書評<去年はいい年になるだろう>
2001年9月11日、24世紀の未来から<ガーディアン>と名乗るアンドロイドたちが突如、出現した。圧倒的な技術力で世界の軍事力を無力化した彼らの目的は、「人類を不幸から守ること」であった。犯罪や事故には未然に介入し、それを防ぐ。地震などの天災はそれを通告し、避難に協力する。
SF作家の山本弘は<ガーディアン>の少女の訪問を受け、彼らの目的と、未来の自分からのメッセージを受け取る。当初は<ガーディアン>に肯定的だった彼も、やがて捩れていく人生に翻弄されるようになる。それは人類全体も同様であった。

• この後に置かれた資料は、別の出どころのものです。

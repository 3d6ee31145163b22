//! Lockout State Machine Tests
//!
//! End-to-end exercises of the security gate against the in-memory
//! collaborators: the lockout boundary, escape routes, async rejection,
//! and ledger recording behavior.

use gatehouse_auth::traits::{MemoryAttemptLedger, MemoryNotificationSink};
use gatehouse_auth::{AttemptLedger, AuthError, AuthResult, Identity, Severity};
use gatehouse_security::{GateConfig, GateOutcome, GateRequest, RouteClassifier, SecurityGate};

/// Fixed-path route table standing in for the host router.
struct FixedRoutes;

impl RouteClassifier for FixedRoutes {
    fn is_logout(&self, path: &str) -> bool {
        path == "/accounts/logout"
    }

    fn is_stop_impersonation(&self, path: &str) -> bool {
        path == "/auth/stop-impersonating"
    }

    fn is_lock_page(&self, path: &str) -> bool {
        path == "/security/locked"
    }

    fn is_message_poll(&self, path: &str) -> bool {
        path == "/messages"
    }

    fn is_health_check(&self, path: &str) -> bool {
        path == "/health"
    }
}

/// Ledger whose backing store is down, standing in for a host whose
/// database write or read fails mid-request.
#[derive(Default)]
struct OfflineLedger {
    fail_record: bool,
    fail_count: bool,
    inner: MemoryAttemptLedger,
}

impl AttemptLedger for OfflineLedger {
    fn record(
        &mut self,
        path: &str,
        user: Option<&str>,
        param_name: &str,
        param_value: &str,
    ) -> AuthResult<()> {
        if self.fail_record {
            return Err(AuthError::ledger_error("attempt table unavailable"));
        }
        self.inner.record(path, user, param_name, param_value)
    }

    fn count_unreviewed(&self, user: &str) -> AuthResult<u32> {
        if self.fail_count {
            return Err(AuthError::ledger_error("attempt table unavailable"));
        }
        self.inner.count_unreviewed(user)
    }
}

fn acting_user(email: &str) -> Identity {
    Identity {
        authenticated: true,
        first_name: "Test".to_string(),
        last_name: "User".to_string(),
        email: email.to_string(),
        username: email.split('@').next().unwrap_or_default().to_string(),
        is_proxied: false,
        authorities: Default::default(),
    }
}

fn params(pairs: &[(&str, &str)]) -> Vec<(String, String)> {
    pairs
        .iter()
        .map(|(k, v)| (k.to_string(), v.to_string()))
        .collect()
}

#[test]
fn test_lockout_boundary_third_strike() {
    let gate = SecurityGate::new(GateConfig::default()).unwrap();
    let mut ledger = MemoryAttemptLedger::new();
    let mut notifier = MemoryNotificationSink::new();
    let user = acting_user("suspect@example.com");

    // Two prior unreviewed records.
    for _ in 0..2 {
        ledger
            .record("/forms/prior", Some(&user.email), "q", "<script>")
            .unwrap();
    }

    // Request with two prior strikes is not blocked at the door...
    let clean = params(&[("q", "hello")]);
    let request = GateRequest {
        path: "/forms/contact",
        is_async: false,
        query_params: &clean,
        body_params: &[],
    };
    let outcome = gate.evaluate(request, Some(&user), &mut ledger, &FixedRoutes, &mut notifier);
    assert_eq!(outcome, GateOutcome::Proceed);

    // ...but a third flagged parameter is recorded, and *this* request is
    // blocked by the match itself, not the counter.
    let dirty = params(&[("q", "<script>alert(1)</script>")]);
    let request = GateRequest {
        path: "/forms/contact",
        is_async: false,
        query_params: &dirty,
        body_params: &[],
    };
    let outcome = gate.evaluate(request, Some(&user), &mut ledger, &FixedRoutes, &mut notifier);
    assert_eq!(outcome, GateOutcome::RedirectToBlockPage);
    assert_eq!(ledger.count_unreviewed(&user.email).unwrap(), 3);

    // The next request is redirected to the lock page before any scan:
    // even clean parameters never reach the ledger.
    let records_before = ledger.records().len();
    let request = GateRequest {
        path: "/forms/contact",
        is_async: false,
        query_params: &clean,
        body_params: &[],
    };
    let outcome = gate.evaluate(request, Some(&user), &mut ledger, &FixedRoutes, &mut notifier);
    assert_eq!(outcome, GateOutcome::RedirectToLockPage);
    assert_eq!(ledger.records().len(), records_before);
}

#[test]
fn test_locked_out_user_may_reach_escape_routes() {
    let gate = SecurityGate::new(GateConfig::default()).unwrap();
    let mut ledger = MemoryAttemptLedger::new();
    let mut notifier = MemoryNotificationSink::new();
    let user = acting_user("suspect@example.com");

    for _ in 0..3 {
        ledger
            .record("/forms/prior", Some(&user.email), "q", "<script>")
            .unwrap();
    }

    for path in [
        "/accounts/logout",
        "/auth/stop-impersonating",
        "/security/locked",
        "/messages",
        "/health",
    ] {
        let outcome = gate.evaluate(
            GateRequest::page(path),
            Some(&user),
            &mut ledger,
            &FixedRoutes,
            &mut notifier,
        );
        assert_eq!(outcome, GateOutcome::Proceed, "escape route {path} blocked");
    }

    // Any other path stays locked.
    let outcome = gate.evaluate(
        GateRequest::page("/dashboard"),
        Some(&user),
        &mut ledger,
        &FixedRoutes,
        &mut notifier,
    );
    assert_eq!(outcome, GateOutcome::RedirectToLockPage);
}

#[test]
fn test_review_clears_lockout() {
    let gate = SecurityGate::new(GateConfig::default()).unwrap();
    let mut ledger = MemoryAttemptLedger::new();
    let mut notifier = MemoryNotificationSink::new();
    let user = acting_user("suspect@example.com");

    for _ in 0..3 {
        ledger
            .record("/forms/prior", Some(&user.email), "q", "<script>")
            .unwrap();
    }
    ledger.review_all(&user.email);

    let outcome = gate.evaluate(
        GateRequest::page("/dashboard"),
        Some(&user),
        &mut ledger,
        &FixedRoutes,
        &mut notifier,
    );
    assert_eq!(outcome, GateOutcome::Proceed);
}

#[test]
fn test_async_request_is_rejected_with_notification() {
    let gate = SecurityGate::new(GateConfig::default()).unwrap();
    let mut ledger = MemoryAttemptLedger::new();
    let mut notifier = MemoryNotificationSink::new();
    let user = acting_user("suspect@example.com");

    let dirty = params(&[("comment", "<iframe src='http://evil.example'>")]);
    let request = GateRequest {
        path: "/api/comments",
        is_async: true,
        query_params: &[],
        body_params: &dirty,
    };
    let outcome = gate.evaluate(request, Some(&user), &mut ledger, &FixedRoutes, &mut notifier);

    assert_eq!(outcome, GateOutcome::Forbidden);
    assert!(notifier.contains(
        Severity::Error,
        "Suspicious input detected. Unable to process request."
    ));
    assert_eq!(ledger.records().len(), 1);
}

#[test]
fn test_every_offending_parameter_is_recorded() {
    let gate = SecurityGate::new(GateConfig::default()).unwrap();
    let mut ledger = MemoryAttemptLedger::new();
    let mut notifier = MemoryNotificationSink::new();
    let user = acting_user("suspect@example.com");

    let query = params(&[("a", "<script>1</script>"), ("b", "clean")]);
    let body = params(&[
        ("c", "<img onerror='x()' src=y>"),
        ("d", "<iframe>"),
    ]);
    let request = GateRequest {
        path: "/forms/contact",
        is_async: false,
        query_params: &query,
        body_params: &body,
    };
    let outcome = gate.evaluate(request, Some(&user), &mut ledger, &FixedRoutes, &mut notifier);

    assert_eq!(outcome, GateOutcome::RedirectToBlockPage);
    // No short-circuit: all three offenders recorded, clean one skipped.
    assert_eq!(ledger.records().len(), 3);
    let names: Vec<&str> = ledger
        .records()
        .iter()
        .map(|r| r.param_name.as_str())
        .collect();
    assert_eq!(names, vec!["a", "c", "d"]);
}

#[test]
fn test_record_failure_never_unblocks_flagged_request() {
    let gate = SecurityGate::new(GateConfig::default()).unwrap();
    let mut ledger = OfflineLedger {
        fail_record: true,
        ..Default::default()
    };
    let mut notifier = MemoryNotificationSink::new();
    let user = acting_user("suspect@example.com");

    // A flagged page request is still blocked even though nothing could
    // be appended to the ledger.
    let dirty = params(&[("q", "<script>alert(1)</script>")]);
    let request = GateRequest {
        path: "/forms/contact",
        is_async: false,
        query_params: &dirty,
        body_params: &[],
    };
    let outcome = gate.evaluate(request, Some(&user), &mut ledger, &FixedRoutes, &mut notifier);
    assert_eq!(outcome, GateOutcome::RedirectToBlockPage);
    assert!(ledger.inner.records().is_empty());

    // Same for the async variant: rejected, with the notification posted.
    let request = GateRequest {
        path: "/api/comments",
        is_async: true,
        query_params: &[],
        body_params: &dirty,
    };
    let outcome = gate.evaluate(request, Some(&user), &mut ledger, &FixedRoutes, &mut notifier);
    assert_eq!(outcome, GateOutcome::Forbidden);
    assert!(notifier.contains(
        Severity::Error,
        "Suspicious input detected. Unable to process request."
    ));
}

#[test]
fn test_count_failure_degrades_to_no_lockout() {
    let gate = SecurityGate::new(GateConfig::default()).unwrap();
    let mut ledger = OfflineLedger::default();
    let mut notifier = MemoryNotificationSink::new();
    let user = acting_user("suspect@example.com");

    // Enough unreviewed records to lock the user out...
    for _ in 0..3 {
        ledger
            .record("/forms/prior", Some(&user.email), "q", "<script>")
            .unwrap();
    }

    // ...but an unreadable counter means no lockout: a clean request
    // proceeds instead of dead-ending the user on the lock page.
    ledger.fail_count = true;
    let outcome = gate.evaluate(
        GateRequest::page("/dashboard"),
        Some(&user),
        &mut ledger,
        &FixedRoutes,
        &mut notifier,
    );
    assert_eq!(outcome, GateOutcome::Proceed);

    // Once the counter is readable again the lockout applies.
    ledger.fail_count = false;
    let outcome = gate.evaluate(
        GateRequest::page("/dashboard"),
        Some(&user),
        &mut ledger,
        &FixedRoutes,
        &mut notifier,
    );
    assert_eq!(outcome, GateOutcome::RedirectToLockPage);
}

#[test]
fn test_anonymous_requests_cannot_be_locked_out() {
    let gate = SecurityGate::new(GateConfig::default()).unwrap();
    let mut ledger = MemoryAttemptLedger::new();
    let mut notifier = MemoryNotificationSink::new();

    // Flagged anonymous requests are recorded without a user and still
    // blocked per request, but never accumulate into a lockout.
    for _ in 0..5 {
        let dirty = params(&[("q", "<script>")]);
        let request = GateRequest {
            path: "/search",
            is_async: false,
            query_params: &dirty,
            body_params: &[],
        };
        let outcome = gate.evaluate(request, None, &mut ledger, &FixedRoutes, &mut notifier);
        assert_eq!(outcome, GateOutcome::RedirectToBlockPage);
    }
    assert_eq!(ledger.records().len(), 5);
    assert!(ledger.records().iter().all(|r| r.user.is_none()));

    let outcome = gate.evaluate(
        GateRequest::page("/search"),
        None,
        &mut ledger,
        &FixedRoutes,
        &mut notifier,
    );
    assert_eq!(outcome, GateOutcome::Proceed);
}

#[test]
fn test_invalid_acting_identity_is_treated_as_anonymous() {
    let gate = SecurityGate::new(GateConfig::default()).unwrap();
    let mut ledger = MemoryAttemptLedger::new();
    let mut notifier = MemoryNotificationSink::new();

    // An invalid identity (empty email) cannot be locked out.
    let ghost = Identity::anonymous();
    for _ in 0..3 {
        ledger.record("/forms/prior", Some(""), "q", "<script>").unwrap();
    }
    let outcome = gate.evaluate(
        GateRequest::page("/dashboard"),
        Some(&ghost),
        &mut ledger,
        &FixedRoutes,
        &mut notifier,
    );
    assert_eq!(outcome, GateOutcome::Proceed);
}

本のオビに「SF私小説」とあるが、それが本書を一言で表現していると思う。著者自身の家族や人間関係がほぼ実名で登場し、自身がSF的状況に置かれたときにどのような感情を抱き、どのような行動をとるかが描かれる。もともと、著者の作品は自身の価値観が如実に現れているものが多い。例えば、論理的な結論ではなく感情で動く人間の愚かしさや、物理法則を無視して”自分理論”を組み立てる”トンデモさん”への否定的な思いだ。だが、本作品では自分も愚かな人類の一員であり、”トンデモさん”と紙一重であることを内省する。まさに私小説だ。そしてそれが、SF的な状況を読者の身近に引き寄せる効果を上げている。
もちろん、SF的要素も手は抜かれてない。徐々に悪化していく世界情勢とラストのどんでん返しはなかなかのもの。エンターテイメントの要素もしっかりした、バランスのよい作品だ。